Calacanis is right that blogs have not been hit too hard on the copyright issue so far but that is likely to change - especially for money-making blogs such as Calacanis'. Unfortunately, his solution for the image problem isn't too hot:
As a group we need to set a standard when using other peoples photos. Perhaps we should all agree that we wont use more then 50% of the original photo, cropping out the rest. Nick does this on Fleshbot all the time. Now, granted it is because of the design and to keep the site more work friendly, but I think he is on to a model of fair use for bloggers. Also, we could agree that no photo will be over 300x300 pixels and that any time you use an image you should link back to the source (we do this already, as almost everyone does).
Read on...
This solution is problematic for several reasons. First, these guidelines aren't going to protect anyone against an infringement lawsuit. There is nothing magic about these numbers and they certainly can't bind the world. Copyright infringement has been found for much smaller uses of copyrighted works than what has been proposed here.
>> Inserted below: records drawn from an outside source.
//! Intent extraction from final transcripts.
//!
//! Stateless text-pattern matcher downstream of the transcript callback.
//! A wake word gates all matching to avoid false positives on ordinary
//! conversation; patterns are fixed at startup, not discovered at runtime.

use crate::defaults;

/// Action extracted from a transcript.
#[derive(Debug, Clone, PartialEq, Eq)]
pub enum Intent {
    /// Play a song, optionally by a named artist.
    Play {
        song: String,
        artist: Option<String>,
    },
    /// No recognized intent.
    None,
}

/// Wake-word-gated intent matcher.
#[derive(Debug, Clone)]
pub struct IntentParser {
    wake_word: String,
}

impl IntentParser {
    /// Creates a parser with the default wake word.
    pub fn new() -> Self {
        Self {
            wake_word: defaults::WAKE_WORD.to_string(),
        }
    }

    /// Overrides the wake word (matched lowercase, diacritics stripped).
    pub fn with_wake_word(mut self, wake_word: &str) -> Self {
        self.wake_word = normalize(wake_word);
        self
    }

    /// Parses one transcript into an intent.
    ///
    /// Matching happens on lowercased, diacritic-stripped text with
    /// collapsed whitespace, so "Reproduce Corazón..." and
    /// "reproduce corazon" hit the same pattern.
    pub fn parse(&self, text: &str) -> Intent {
        let normalized = normalize(text);
        if !normalized.contains(&self.wake_word) {
            return Intent::None;
        }

        let Some(rest) = after_keyword(&normalized, "reproduce") else {
            return Intent::None;
        };
        if rest.is_empty() {
            return Intent::None;
        }

        // "reproduce <song> de <artist>" — first separator wins, mirroring
        // a non-greedy song match.
        if let Some(idx) = rest.find(" de ") {
            let song = rest[..idx].trim();
            let artist = rest[idx + 4..].trim();
            if !song.is_empty() && !artist.is_empty() {
                return Intent::Play {
                    song: song.to_string(),
                    artist: Some(artist.to_string()),
                };
            }
        }

        Intent::Play {
            song: rest.to_string(),
            artist: None,
        }
    }
}

impl Default for IntentParser {
    fn default() -> Self {
        Self::new()
    }
}

/// Lowercases, strips combining diacritics, and collapses whitespace.
fn normalize(text: &str) -> String {
    let mut out = String::with_capacity(text.len());
    let mut last_was_space = true;
    for c in text.chars().flat_map(|c| c.to_lowercase()) {
        let c = strip_diacritic(c);
        if c.is_whitespace() {
            if !last_was_space {
                out.push(' ');
                last_was_space = true;
            }
        } else {
            out.push(c);
            last_was_space = false;
        }
    }
    while out.ends_with(' ') {
        out.pop();
    }
    out
}

/// Maps accented Latin letters to their base letter.
fn strip_diacritic(c: char) -> char {
    match c {
        'á' | 'à' | 'ä' | 'â' | 'ã' => 'a',
        'é' | 'è' | 'ë' | 'ê' => 'e',
        'í' | 'ì' | 'ï' | 'î' => 'i',
        'ó' | 'ò' | 'ö' | 'ô' | 'õ' => 'o',
        'ú' | 'ù' | 'ü' | 'û' => 'u',
        'ñ' => 'n',
        'ç' => 'c',
        other => other,
    }
}

/// Returns the text after a whole-word keyword, or None if absent.
fn after_keyword<'a>(text: &'a str, keyword: &str) -> Option<&'a str> {
    for (idx, _) in text.match_indices(keyword) {
        let before_ok = idx == 0 || text.as_bytes()[idx - 1] == b' ';
        let after = idx + keyword.len();
        if before_ok && text.as_bytes().get(after).is_none_or(|&b| b == b' ') {
            return Some(text[after..].trim_start());
        }
    }
    None
}
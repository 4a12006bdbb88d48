//! Decode stage: compressed per-speaker packets → stereo PCM.
//!
//! Actual decompression belongs to an external codec collaborator behind
//! the [`AudioDecoder`] trait; this stage adapts it into the pipeline and
//! runs the downmix directly behind it, so the channel downstream carries
//! mono PCM ready for assembly.

use crate::error::{BridgeError, Result};
use crate::framing::downmix::Downmixer;
use tokio::sync::mpsc;

/// Trait for decoding compressed audio packets to 48kHz stereo 16-bit PCM.
///
/// Implementations wrap the platform codec (Opus for the voice-chat case).
pub trait AudioDecoder: Send {
    /// Decodes one compressed packet into interleaved stereo PCM bytes.
    fn decode(&mut self, packet: &[u8]) -> Result<Vec<u8>>;
}

/// Decoder for sources that already deliver stereo PCM.
#[derive(Debug, Clone, Copy, Default)]
pub struct PassthroughDecoder;

impl AudioDecoder for PassthroughDecoder {
    fn decode(&mut self, packet: &[u8]) -> Result<Vec<u8>> {
        Ok(packet.to_vec())
    }
}

/// Mock decoder for tests: passes packets through until a configured
/// failure point.
#[derive(Debug, Clone, Default)]
pub struct MockDecoder {
    fail_after: Option<usize>,
    decoded: usize,
}

impl MockDecoder {
    pub fn new() -> Self {
        Self::default()
    }

    /// Fails on the packet after `n` successful decodes.
    pub fn with_failure_after(mut self, n: usize) -> Self {
        self.fail_after = Some(n);
        self
    }
}

impl AudioDecoder for MockDecoder {
    fn decode(&mut self, packet: &[u8]) -> Result<Vec<u8>> {
        if let Some(limit) = self.fail_after
            && self.decoded >= limit
        {
            return Err(BridgeError::Decode {
                message: "mock decode failure".to_string(),
            });
        }
        self.decoded += 1;
        Ok(packet.to_vec())
    }
}

/// Mono PCM flowing out of the decode stage.
#[derive(Debug, Clone)]
pub enum PcmEvent {
    /// One chunk of downmixed mono PCM bytes.
    Data(Vec<u8>),
    /// Decode fault; the stage stops and the session winds down.
    Failed(String),
}

/// Stage adapting a compressed packet stream into mono PCM events.
pub struct DecodeStage {
    decoder: Box<dyn AudioDecoder>,
    downmixer: Downmixer,
}

impl DecodeStage {
    pub fn new(decoder: Box<dyn AudioDecoder>, downmixer: Downmixer) -> Self {
        Self { decoder, downmixer }
    }

    /// Runs the stage: decode, downmix, forward.
    ///
    /// Stops on input end-of-stream (closing the output by dropping it), on
    /// a decode fault (after forwarding `Failed`), or when the consumer is
    /// gone. Back-pressure comes from the bounded output channel.
    pub async fn run(mut self, mut input: mpsc::Receiver<Vec<u8>>, output: mpsc::Sender<PcmEvent>) {
        while let Some(packet) = input.recv().await {
            match self.decoder.decode(&packet) {
                Ok(stereo) => {
                    let mono = self.downmixer.process(&stereo);
                    if mono.is_empty() {
                        continue;
                    }
                    if output.send(PcmEvent::Data(mono)).await.is_err() {
                        return;
                    }
                }
                Err(e) => {
                    let _ = output.send(PcmEvent::Failed(e.to_string())).await;
                    return;
                }
            }
        }
    }
}

#[cfg(test)]
mod tests {
    use super::*;

    fn stereo_chunk(pairs: usize) -> Vec<u8> {
        let mut out = Vec::new();
        for _ in 0..pairs {
            out.extend_from_slice(&100i16.to_le_bytes());
            out.extend_from_slice(&300i16.to_le_bytes());
        }
        out
    }

    #[test]
    fn test_passthrough_decoder() {
        let mut decoder = PassthroughDecoder;
        assert_eq!(decoder.decode(&[1, 2, 3]).unwrap(), vec![1, 2, 3]);
    }

    #[test]
    fn test_mock_decoder_fails_after_limit() {
        let mut decoder = MockDecoder::new().with_failure_after(2);
        assert!(decoder.decode(&[1]).is_ok());
        assert!(decoder.decode(&[2]).is_ok());
        assert!(decoder.decode(&[3]).is_err());
    }

    #[tokio::test]
    async fn test_decode_stage_downmixes_packets() {
        let stage = DecodeStage::new(Box::new(PassthroughDecoder), Downmixer::new());
        let (input_tx, input_rx) = mpsc::channel(10);
        let (output_tx, mut output_rx) = mpsc::channel(10);

        tokio::spawn(async move {
            stage.run(input_rx, output_tx).await;
        });

        input_tx.send(stereo_chunk(4)).await.unwrap();
        match output_rx.recv().await.unwrap() {
            PcmEvent::Data(mono) => {
                // 4 stereo pairs of (100, 300) average to 4 mono samples of 200.
                assert_eq!(mono.len(), 8);
                for sample in mono.chunks_exact(2) {
                    assert_eq!(i16::from_le_bytes([sample[0], sample[1]]), 200);
                }
            }
            other => panic!("expected Data, got {:?}", other),
        }

        // Input end-of-stream closes the output.
        drop(input_tx);
        assert!(output_rx.recv().await.is_none());
    }

    #[tokio::test]
    async fn test_decode_stage_forwards_fault_and_stops() {
        let stage = DecodeStage::new(
            Box::new(MockDecoder::new().with_failure_after(1)),
            Downmixer::new(),
        );
        let (input_tx, input_rx) = mpsc::channel(10);
        let (output_tx, mut output_rx) = mpsc::channel(10);

        tokio::spawn(async move {
            stage.run(input_rx, output_tx).await;
        });

        input_tx.send(stereo_chunk(2)).await.unwrap();
        input_tx.send(stereo_chunk(2)).await.unwrap();

        assert!(matches!(
            output_rx.recv().await,
            Some(PcmEvent::Data(_))
        ));
        match output_rx.recv().await {
            Some(PcmEvent::Failed(msg)) => assert!(msg.contains("decode")),
            other => panic!("expected Failed, got {:?}", other),
        }
        assert!(output_rx.recv().await.is_none());
    }

    #[tokio::test]
    async fn test_decode_stage_skips_empty_mono_chunks() {
        // A packet smaller than one stereo sample pair downmixes to nothing.
        let stage = DecodeStage::new(Box::new(PassthroughDecoder), Downmixer::new());
        let (input_tx, input_rx) = mpsc::channel(10);
        let (output_tx, mut output_rx) = mpsc::channel(10);

        tokio::spawn(async move {
            stage.run(input_rx, output_tx).await;
        });

        input_tx.send(vec![1, 2, 3]).await.unwrap();
        drop(input_tx);
        assert!(output_rx.recv().await.is_none());
    }
}
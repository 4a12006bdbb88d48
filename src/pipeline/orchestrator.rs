//! Session orchestrator.
//!
//! Wires decode, downmix, frame assembly, timers, and the STT session
//! together for one (voice connection, speaker) pair, and exposes a single
//! idempotent cleanup that tears every owned resource down exactly once
//! regardless of which path triggered shutdown.

use crate::defaults;
use crate::error::{BridgeError, Result};
use crate::framing::assembler::FrameAssembler;
use crate::framing::codec::FrameCodec;
use crate::framing::downmix::{DownmixConfig, Downmixer};
use crate::pipeline::decode::{AudioDecoder, DecodeStage, PcmEvent};
use crate::pipeline::error::{ErrorReporter, StageError, StderrReporter};
use crate::pipeline::timers::{IdleWatchdog, Keepalive};
use crate::stt::session::SttSession;
use crate::stt::transport::SttTransport;
use crate::stt::types::{RecognitionConfig, TranscriptCallback};
use std::sync::Arc;
use std::sync::atomic::{AtomicBool, AtomicU64, Ordering};
use std::time::Duration;
use tokio::sync::{Notify, mpsc};
use tokio::task::JoinHandle;

/// Configuration for one bridge session.
#[derive(Debug, Clone)]
pub struct BridgeConfig {
    /// PCM sample rate shared by decoder output and STT input.
    pub sample_rate: u32,
    /// Target frame duration sent to the transport.
    pub target_frame_ms: u32,
    /// Minimum frame duration the transport accepts.
    pub min_frame_ms: u32,
    /// Silence gap after which end-of-utterance is declared.
    pub idle_timeout_ms: u64,
    /// Delay before the one-shot silence keepalive fires.
    pub keepalive_delay_ms: u64,
    /// Silence duration after which the upstream voice subscription closes
    /// itself. Collaborator behavior, recorded here so operators see both
    /// timeouts side by side.
    pub subscription_silence_ms: u64,
    /// Bounded-channel capacity between decode and relay.
    pub channel_buffer_size: usize,
    /// Downmixer options.
    pub downmix: DownmixConfig,
    /// Recognition options forwarded to the transport (sample_rate is
    /// overridden with the pipeline rate at start).
    pub recognition: RecognitionConfig,
}

impl Default for BridgeConfig {
    fn default() -> Self {
        Self {
            sample_rate: defaults::SAMPLE_RATE,
            target_frame_ms: defaults::TARGET_FRAME_MS,
            min_frame_ms: defaults::MIN_FRAME_MS,
            idle_timeout_ms: defaults::IDLE_TIMEOUT_MS,
            keepalive_delay_ms: defaults::KEEPALIVE_DELAY_MS,
            subscription_silence_ms: defaults::SUBSCRIPTION_SILENCE_MS,
            channel_buffer_size: defaults::CHANNEL_BUFFER_SIZE,
            downmix: DownmixConfig::default(),
            recognition: RecognitionConfig::default(),
        }
    }
}

impl BridgeConfig {
    fn validate(&self) -> Result<()> {
        if self.sample_rate == 0 {
            return Err(BridgeError::ConfigInvalidValue {
                key: "sample_rate".to_string(),
                message: "must be positive".to_string(),
            });
        }
        if self.target_frame_ms < self.min_frame_ms {
            return Err(BridgeError::ConfigInvalidValue {
                key: "target_frame_ms".to_string(),
                message: "must be at least min_frame_ms".to_string(),
            });
        }
        if self.min_frame_ms == 0 {
            return Err(BridgeError::ConfigInvalidValue {
                key: "min_frame_ms".to_string(),
                message: "must be positive".to_string(),
            });
        }
        Ok(())
    }
}

/// Orchestrator for bridge sessions; one instance can start many, each
/// fully independent.
pub struct BridgeSession {
    config: BridgeConfig,
}

impl BridgeSession {
    /// Creates an orchestrator with default configuration.
    pub fn new() -> Self {
        Self::with_config(BridgeConfig::default())
    }

    /// Creates an orchestrator with custom configuration.
    pub fn with_config(config: BridgeConfig) -> Self {
        Self { config }
    }

    /// Starts one session, reporting faults to stderr.
    ///
    /// `packets` is the compressed per-speaker subscription stream;
    /// `on_transcript` is the single outward contract of the pipeline.
    pub async fn start(
        &self,
        packets: mpsc::Receiver<Vec<u8>>,
        decoder: Box<dyn AudioDecoder>,
        transport: &dyn SttTransport,
        on_transcript: TranscriptCallback,
    ) -> Result<BridgeHandle> {
        self.start_with_reporter(
            packets,
            decoder,
            transport,
            on_transcript,
            Arc::new(StderrReporter),
        )
        .await
    }

    /// Starts one session with a custom error reporter.
    pub async fn start_with_reporter(
        &self,
        packets: mpsc::Receiver<Vec<u8>>,
        decoder: Box<dyn AudioDecoder>,
        transport: &dyn SttTransport,
        on_transcript: TranscriptCallback,
        reporter: Arc<dyn ErrorReporter>,
    ) -> Result<BridgeHandle> {
        self.config.validate()?;

        let codec = FrameCodec::mono_16(self.config.sample_rate);
        let mut assembler = FrameAssembler::with_durations(
            &codec,
            self.config.target_frame_ms,
            self.config.min_frame_ms,
        );
        let silence = codec.silence_frame(self.config.target_frame_ms);

        let mut recognition = self.config.recognition.clone();
        recognition.sample_rate = self.config.sample_rate;
        let mut session =
            SttSession::start(transport, &recognition, on_transcript, reporter.clone()).await?;

        // Decode stage feeds the relay through a bounded channel; a slow
        // transport back-pressures into the decoder instead of fanning out
        // unbounded events.
        let (pcm_tx, mut pcm_rx) = mpsc::channel::<PcmEvent>(self.config.channel_buffer_size);
        let stage = DecodeStage::new(decoder, Downmixer::with_config(self.config.downmix));
        let decode_task = tokio::spawn(async move {
            stage.run(packets, pcm_tx).await;
        });

        let stop = Arc::new(Notify::new());
        let chunks = Arc::new(AtomicU64::new(0));
        let bytes = Arc::new(AtomicU64::new(0));

        let relay_stop = stop.clone();
        let relay_chunks = chunks.clone();
        let relay_bytes = bytes.clone();
        let relay_reporter = reporter.clone();
        let mut watchdog = IdleWatchdog::new(Duration::from_millis(self.config.idle_timeout_ms));
        let mut keepalive = Keepalive::new(Duration::from_millis(self.config.keepalive_delay_ms));

        let relay_task = tokio::spawn(async move {
            let mut input_open = true;
            loop {
                tokio::select! {
                    _ = relay_stop.notified() => {
                        session.end().await;
                        break;
                    }
                    event = pcm_rx.recv(), if input_open => match event {
                        Some(PcmEvent::Data(mono)) => {
                            let count = relay_chunks.fetch_add(1, Ordering::Relaxed) + 1;
                            let total = relay_bytes.fetch_add(mono.len() as u64, Ordering::Relaxed)
                                + mono.len() as u64;
                            if count % defaults::PROGRESS_LOG_CHUNKS == 0 {
                                eprintln!(
                                    "voxbridge: relayed {} pcm chunks ({} bytes)",
                                    count, total
                                );
                            }
                            keepalive.disarm();
                            watchdog.rearm();
                            for frame in assembler.on_data(&mono) {
                                session.write(&frame).await;
                            }
                        }
                        Some(PcmEvent::Failed(message)) => {
                            relay_reporter.report("decode", &StageError::Fatal(message));
                            session.end().await;
                            break;
                        }
                        None => {
                            // Upstream ended: flush the tail, then leave the
                            // session open until the watchdog declares
                            // end-of-utterance so late finals still arrive.
                            input_open = false;
                            if let Some(tail) = assembler.drain(true) {
                                session.write(&tail).await;
                            }
                            watchdog.rearm();
                        }
                    },
                    _ = keepalive.expired(), if keepalive.is_armed() => {
                        keepalive.disarm();
                        if !session.is_closed() {
                            session.write(&silence).await;
                        }
                        watchdog.rearm();
                    }
                    _ = watchdog.expired(), if watchdog.is_armed() => {
                        if let Some(tail) = assembler.drain(true) {
                            session.write(&tail).await;
                        }
                        session.end().await;
                        break;
                    }
                }
            }
            // Let buffered provider events reach the callback before the
            // relay retires.
            session.join_demux().await;
        });

        Ok(BridgeHandle {
            stop,
            cleaned: AtomicBool::new(false),
            decode_task,
            relay_task,
            chunks,
            bytes,
        })
    }
}

impl Default for BridgeSession {
    fn default() -> Self {
        Self::new()
    }
}

/// Handle to one running bridge session.
pub struct BridgeHandle {
    stop: Arc<Notify>,
    cleaned: AtomicBool,
    decode_task: JoinHandle<()>,
    relay_task: JoinHandle<()>,
    chunks: Arc<AtomicU64>,
    bytes: Arc<AtomicU64>,
}

impl BridgeHandle {
    /// Tears down the session: detaches the decode stage from its input,
    /// releases the subscription, and ends the STT session.
    ///
    /// Safe to call more than once and from error paths; each release is
    /// independent of the others.
    pub fn cleanup(&self) {
        if self.cleaned.swap(true, Ordering::SeqCst) {
            return;
        }
        // Dropping the decode task drops the subscription receiver and the
        // decoder with it.
        self.decode_task.abort();
        // The relay ends the STT session on its own task so transport
        // shutdown still happens in order with in-flight writes.
        self.stop.notify_one();
    }

    /// Waits for the session to finish (watchdog, EOS, fault, or cleanup).
    pub async fn join(&mut self) {
        let _ = (&mut self.relay_task).await;
        self.decode_task.abort();
        let _ = (&mut self.decode_task).await;
    }

    /// True while the relay is still running.
    pub fn is_active(&self) -> bool {
        !self.relay_task.is_finished()
    }

    /// PCM chunks observed at the assembler input.
    pub fn chunks_received(&self) -> u64 {
        self.chunks.load(Ordering::Relaxed)
    }

    /// PCM bytes observed at the assembler input.
    pub fn bytes_received(&self) -> u64 {
        self.bytes.load(Ordering::Relaxed)
    }
}
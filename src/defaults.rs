//! Default configuration constants for voxbridge.
//!
//! Shared constants used across configuration types to keep the framing
//! arithmetic and timer defaults in one place.

/// Default audio sample rate in Hz.
///
/// The voice-chat decoder hands us 48kHz PCM, and the STT transport is
/// configured with the same rate so no resampling happens in between.
pub const SAMPLE_RATE: u32 = 48_000;

/// Bits per sample for signed little-endian PCM.
pub const BITS_PER_SAMPLE: u32 = 16;

/// Target frame duration in milliseconds.
///
/// 100ms frames (9600 bytes mono at 48kHz) keep transport overhead low
/// while staying well under provider per-write limits.
pub const TARGET_FRAME_MS: u32 = 100;

/// Minimum sendable frame duration in milliseconds.
///
/// The STT transport rejects frames shorter than 50ms. Drained tails below
/// this are zero-padded up to it rather than dropped, trading a few
/// milliseconds of synthetic silence for the last utterance fragment.
pub const MIN_FRAME_MS: u32 = 50;

/// Idle watchdog threshold in milliseconds.
///
/// 8 seconds without PCM is treated as end-of-utterance: the carry buffer
/// is drained and the STT session closed.
pub const IDLE_TIMEOUT_MS: u64 = 8_000;

/// Keepalive delay in milliseconds.
///
/// If no PCM arrives within 700ms of session start, one target-duration
/// silence frame is sent so the provider does not drop the stream during
/// the initial connection-setup gap.
pub const KEEPALIVE_DELAY_MS: u64 = 700;

/// Silence duration after which the upstream voice subscription auto-closes.
///
/// This belongs to the voice-input collaborator, not the idle watchdog;
/// it is carried here so both sides agree on the configured value.
pub const SUBSCRIPTION_SILENCE_MS: u64 = 5_000;

/// Default recognition locale.
pub const DEFAULT_LANGUAGE: &str = "es-ES";

/// Default wake word required before intent patterns are matched.
pub const WAKE_WORD: &str = "alfred";

/// Default bounded-channel capacity between pipeline stages.
pub const CHANNEL_BUFFER_SIZE: usize = 100;

/// PCM chunks between progress log lines on the relay.
pub const PROGRESS_LOG_CHUNKS: u64 = 20;

#[cfg(test)]
mod tests {
    use super::*;

    #[test]
    fn frame_defaults_are_whole_milliseconds() {
        // 96 bytes/ms mono at 48kHz; both frame sizes must be exact multiples.
        let bytes_per_ms = SAMPLE_RATE * (BITS_PER_SAMPLE / 8) / 1000;
        assert_eq!(bytes_per_ms, 96);
        assert_eq!(bytes_per_ms * TARGET_FRAME_MS, 9600);
        assert_eq!(bytes_per_ms * MIN_FRAME_MS, 4800);
        assert!(TARGET_FRAME_MS >= MIN_FRAME_MS);
    }
}
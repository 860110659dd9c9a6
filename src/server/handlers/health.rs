use std::sync::Arc;

use axum::extract::State;
use axum::response::IntoResponse;
use axum::Json;
use serde_json::json;

use crate::core::errors::ApiError;
use crate::state::AppState;

pub async fn health(State(state): State<Arc<AppState>>) -> Result<impl IntoResponse, ApiError> {
    let chunks = state
        .store
        .count()
        .await
        .map_err(|e| ApiError::ServiceUnavailable(format!("Chunk store unavailable: {}", e)))?;

    Ok(Json(json!({
        "status": "ok",
        "chunks": chunks
    })))
}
Second, and related to the first issue, is that these guidelines would tend to misinform people about what fair use actually is. Third, if anything, such guidelines will have a tendency to create a presumption that uses greater than what is proposed are infringement. This would not be good.
Ultimately, if Calacanis is concerned for his business liability for copyright infringement (which he should be), he will need to vet the images through agreements with their copyright holders. For now, informality might work, but as his blogs become bigger business, they also become bigger lawsuit targets.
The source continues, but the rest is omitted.